Control of neuronal cytoskeleton and intracellular transport machinery by arginine methylation

Neurons receive most excitatory synaptic inputs at dendritic spines, which are actin-enriched compartments that undergo dynamic changes during development and synaptic plasticity. Mushroom spines are crucial for memory storage, and their formation requires specific RNA-binding proteins (RBPs) that carry mRNAs along the microtubule from soma to dendrite and regulate their local translation. Deficiency of these RBPs may lead to over-production of immature filopodia that are associated with neurodevelopmental disorders. Arginine methylation is a well-known post-translational modification on histone and other nuclear proteins.

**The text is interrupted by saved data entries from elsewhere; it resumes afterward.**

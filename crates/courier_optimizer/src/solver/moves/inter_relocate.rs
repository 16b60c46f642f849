use crate::solver::{
    constraints::capacity_constraint::is_capacity_feasible,
    solution::{route::RouteIdx, working_solution::WorkingSolution},
};

use super::r#move::{MoveOperator, NeighborhoodOperator, RouteEdit};

/// **Inter-Route Relocate**
///
/// Moves the stop at `from_position` of `from_route_id` to `to_position` of
/// `to_route_id`.
///
/// ```text
/// BEFORE:
///    R1: ... (A) -> [from] -> (B) ...
///    R2: ... (X) -> (Y) ...
///
/// AFTER:
///    R1: ... (A) -> (B) ...
///    R2: ... (X) -> [from] -> (Y) ...
/// ```
#[derive(Debug, Clone, PartialEq)]
pub struct InterRelocateOperator {
    params: InterRelocateParams,
}

#[derive(Debug, Clone, PartialEq)]
pub struct InterRelocateParams {
    pub from_route_id: RouteIdx,
    pub from_position: usize,
    pub to_route_id: RouteIdx,
    pub to_position: usize,
}

impl InterRelocateOperator {
    pub fn new(params: InterRelocateParams) -> Self {
        if params.from_route_id == params.to_route_id {
            panic!("InterRelocateOperator cannot be used for intra-route relocation");
        }

        Self { params }
    }

    pub fn params(&self) -> &InterRelocateParams {
        &self.params
    }
}

impl MoveOperator for InterRelocateOperator {
    fn edits(&self, solution: &WorkingSolution) -> Vec<RouteEdit> {
        let params = &self.params;
        let stop_id = solution.route(params.from_route_id).stop(params.from_position);

        vec![
            RouteEdit {
                route_id: params.from_route_id,
                replacement: Vec::new(),
                start: params.from_position,
                end: params.from_position + 1,
            },
            RouteEdit {
                route_id: params.to_route_id,
                replacement: vec![stop_id],
                start: params.to_position,
                end: params.to_position,
            },
        ]
    }

    fn updated_routes(&self) -> Vec<RouteIdx> {
        vec![self.params.from_route_id, self.params.to_route_id]
    }
}

impl NeighborhoodOperator for InterRelocateOperator {
    fn generate_moves<C>(solution: &WorkingSolution, (r1, r2): (RouteIdx, RouteIdx), mut consumer: C)
    where
        C: FnMut(Self),
    {
        if r1 == r2 {
            return;
        }

        let problem = solution.problem();
        let constraints = solution.constraints();
        let from_route = solution.route(r1);
        let to_route = solution.route(r2);
        let enforce_zones = constraints.hard().enforce_zones;

        for from_position in from_route.frozen()..from_route.len() {
            let stop_id = from_route.stop(from_position);
            if !problem.is_eligible(to_route.resource_id(), stop_id, enforce_zones)
                || !is_capacity_feasible(problem, constraints, to_route, stop_id)
            {
                continue;
            }

            for to_position in to_route.frozen()..=to_route.len() {
                consumer(InterRelocateOperator::new(InterRelocateParams {
                    from_route_id: r1,
                    from_position,
                    to_route_id: r2,
                    to_position,
                }));
            }
        }
    }
}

Many RBPs in dendrite also contain RGG motifs which are hot spots of arginine methylation, suggesting that the importance of this post-translational modification may extend beyond its conventional function in gene transcription. Here I will describe the regulation of synaptic actin cytoskeleton by the arginine methyltransferase PRMT8, an unusual methyltransferase that is localized at neuronal synapses and up-regulated in the hippocampus during dendritic spine maturation. PRMT8 induces arginine methylation of G3BP1, a dendritic RBP, within the RGG motif and limits filopodia formation via the control of Rac1-PAK signaling, actin dynamics and mRNA translation. Interestingly, recent findings from us and others have revealed that besides RBPs, other transport proteins such as kinesin and huntingtin also undergo arginine methylation. Intracellular transport and cytoskeleton are therefore major targets modulated by arginine methylation during synapse development. © 2022 The Authors. Journal of Neurochemistry © 2022 International Society for Neurochemistry.